Transparency Deferred During Union Contract Negotiations

Public dollars, secrecy, and politics should never mix. Yet, it’s a disturbingly common practice in Pennsylvania as public officials negotiate costly government employee contracts with their campaign donors—behind closed doors.

Governor Wolf’s administration just reached a tentative contract deal with two of the commonwealth’s largest government unions. The American Federation of State, County, and Municipal Employees (AFSCME 13), representing 40,000 government workers, and the Service Employees National Union (SEIU) Local 668, which represents 19,000 service workers, both sent contract deals to members to vote upon after months of back-room negotiations.

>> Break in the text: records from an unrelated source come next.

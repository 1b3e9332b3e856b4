//! Contiguous near-equal partitioning of the image list.
//!
//! Partition sizing is static, decided once at batch start from the full
//! image count. Every partition except the last holds `ceil(N / W)`
//! items; the last absorbs the remainder. Concatenating the partitions
//! in index order reproduces the input exactly, which keeps logs and
//! progress reproducible across runs.

/// Split `items` into `workers` contiguous partitions.
///
/// `workers` of zero is treated as one. More workers than items yields
/// trailing empty partitions; an empty input yields all-empty partitions.
pub fn partition<T>(items: Vec<T>, workers: usize) -> Vec<Vec<T>> {
    let workers = workers.max(1);
    let step = items.len().div_ceil(workers).max(1);

    let mut partitions: Vec<Vec<T>> = Vec::with_capacity(workers);
    let mut remaining = items;
    for index in 0..workers {
        if index + 1 == workers {
            partitions.push(std::mem::take(&mut remaining));
        } else {
            let take = step.min(remaining.len());
            let rest = remaining.split_off(take);
            partitions.push(std::mem::replace(&mut remaining, rest));
        }
    }
    partitions
}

Given AFSCME’s last contract alone cost $390 million, primarily through awarding a 12.3 percent salary increase, it’s expected this deal will heavily favor public sector unions at the expense of taxpayers.

While Pennsylvanians scored a transparency victory with Act 15 of 2016, which requires the Independent Fiscal Office to provide a cost analysis of these contracts, the negotiation process remains opaque. Unfortunately, only select government officials and union negotiators know what’s in the contract members are just now seeing. That’s a problem, considering everything they negotiate—from salaries and benefits to hours worked—is taxpayer-funded. Yet these negotiations are conducted in secret between government officials and their campaign donors.

AFSCME and SEIU donated nearly $5 million to Wolf’s campaigns. And this only accounts for direct PAC donations, not the members’ dues spent on voting guides, political communications, and get-out-the-vote efforts.

Graphic: Union PAC Contributions to Gov. Wolf

Wolf’s administration then awards these unions with lucrative contracts. During the last collection of union negotiations, this political power cycle cost taxpayers an additional $592 million over three years.

Legislators have proposed several reforms to bring transparency to the negotiation process.

  • Sen. Pat Stefano’s Senate Bill 339 would require publicly posting all contracts.
  • Reps. Matt Gabler, Tommy Sankey, and Fred Keller introduced House Bill 250 to post contracts and the estimated costs.
  • Sens. Ryan Augment’s and Scott Martin’s bills (Senate Bill 448 and 449) would subject contract negotiations to the Sunshine Act and Right-to-Know laws.

High-performing workers deserve competitive salaries. But that should not be determined through a process mired in special interest collusion. It’s time to bring all parties—union members and taxpayers alike—into the process earlier to foster greater accountability.